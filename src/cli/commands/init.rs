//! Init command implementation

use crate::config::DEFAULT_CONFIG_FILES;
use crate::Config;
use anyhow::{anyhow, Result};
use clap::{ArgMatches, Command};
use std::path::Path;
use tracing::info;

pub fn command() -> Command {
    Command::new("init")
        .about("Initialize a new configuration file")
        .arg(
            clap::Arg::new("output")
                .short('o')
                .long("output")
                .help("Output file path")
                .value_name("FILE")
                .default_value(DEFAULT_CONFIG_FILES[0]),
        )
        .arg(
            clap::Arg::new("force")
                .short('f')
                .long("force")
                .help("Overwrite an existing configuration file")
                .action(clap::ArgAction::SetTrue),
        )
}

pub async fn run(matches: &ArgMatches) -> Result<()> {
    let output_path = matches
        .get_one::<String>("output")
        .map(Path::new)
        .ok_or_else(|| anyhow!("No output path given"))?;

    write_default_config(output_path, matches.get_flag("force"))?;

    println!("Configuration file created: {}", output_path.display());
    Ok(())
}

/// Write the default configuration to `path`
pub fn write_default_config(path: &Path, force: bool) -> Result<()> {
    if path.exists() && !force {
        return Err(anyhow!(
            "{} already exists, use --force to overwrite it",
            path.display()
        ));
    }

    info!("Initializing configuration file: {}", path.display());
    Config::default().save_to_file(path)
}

What to produce:
Where a line in the entries holds "display", copy that line.

Response to this task:
    println!("Configuration file created: {}", output_path.display());
            path.display()
    info!("Initializing configuration file: {}", path.display());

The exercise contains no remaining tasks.